[Start of Attachment]

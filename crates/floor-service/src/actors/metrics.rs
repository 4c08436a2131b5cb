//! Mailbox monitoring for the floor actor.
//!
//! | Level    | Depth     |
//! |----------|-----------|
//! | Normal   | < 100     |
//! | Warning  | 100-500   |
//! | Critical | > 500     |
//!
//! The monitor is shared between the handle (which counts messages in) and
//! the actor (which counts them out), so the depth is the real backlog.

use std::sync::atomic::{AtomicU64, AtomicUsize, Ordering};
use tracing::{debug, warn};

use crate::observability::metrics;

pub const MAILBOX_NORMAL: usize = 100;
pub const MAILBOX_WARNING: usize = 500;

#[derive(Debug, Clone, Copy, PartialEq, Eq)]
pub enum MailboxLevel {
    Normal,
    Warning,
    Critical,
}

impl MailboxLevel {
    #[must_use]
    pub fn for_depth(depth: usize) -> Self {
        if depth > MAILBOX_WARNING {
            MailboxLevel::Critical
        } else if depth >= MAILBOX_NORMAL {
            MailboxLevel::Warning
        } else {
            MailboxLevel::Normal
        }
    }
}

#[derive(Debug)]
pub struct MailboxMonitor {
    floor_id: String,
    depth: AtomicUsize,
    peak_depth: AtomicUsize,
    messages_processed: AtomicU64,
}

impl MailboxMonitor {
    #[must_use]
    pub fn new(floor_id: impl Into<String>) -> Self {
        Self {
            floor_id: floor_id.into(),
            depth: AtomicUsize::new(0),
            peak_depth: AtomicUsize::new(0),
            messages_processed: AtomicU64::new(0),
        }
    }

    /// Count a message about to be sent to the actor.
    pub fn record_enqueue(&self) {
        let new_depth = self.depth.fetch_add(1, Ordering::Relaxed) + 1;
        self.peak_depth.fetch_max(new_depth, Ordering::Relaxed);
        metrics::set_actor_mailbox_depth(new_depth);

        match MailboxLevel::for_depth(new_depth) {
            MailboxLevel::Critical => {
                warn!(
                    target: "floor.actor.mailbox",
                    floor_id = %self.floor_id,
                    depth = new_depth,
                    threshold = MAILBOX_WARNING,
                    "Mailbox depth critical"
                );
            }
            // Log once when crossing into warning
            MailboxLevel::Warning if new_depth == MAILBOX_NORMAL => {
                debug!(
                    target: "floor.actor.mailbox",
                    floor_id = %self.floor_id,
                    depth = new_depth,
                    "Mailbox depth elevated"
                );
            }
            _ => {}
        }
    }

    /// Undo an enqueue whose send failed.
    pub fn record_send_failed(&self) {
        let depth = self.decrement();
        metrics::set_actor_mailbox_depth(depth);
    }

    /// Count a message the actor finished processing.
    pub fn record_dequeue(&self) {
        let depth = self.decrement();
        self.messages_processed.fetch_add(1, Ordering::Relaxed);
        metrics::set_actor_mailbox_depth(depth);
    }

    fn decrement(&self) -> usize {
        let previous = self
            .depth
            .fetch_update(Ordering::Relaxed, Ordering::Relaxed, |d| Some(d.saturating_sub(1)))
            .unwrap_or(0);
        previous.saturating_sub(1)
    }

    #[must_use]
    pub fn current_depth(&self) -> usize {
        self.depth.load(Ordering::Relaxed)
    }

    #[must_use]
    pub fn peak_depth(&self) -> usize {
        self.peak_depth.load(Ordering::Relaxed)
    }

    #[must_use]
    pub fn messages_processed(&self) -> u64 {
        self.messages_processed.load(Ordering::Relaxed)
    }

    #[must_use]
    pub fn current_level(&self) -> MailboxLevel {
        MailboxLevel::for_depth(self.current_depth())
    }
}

[End of Attachment]

• WHAT YOU WILL DO: Keep only the lines of the listing that contain the word "MailboxMonitor", and copy them.

• OUTPUT FOR THIS EXERCISE:
pub struct MailboxMonitor {
impl MailboxMonitor {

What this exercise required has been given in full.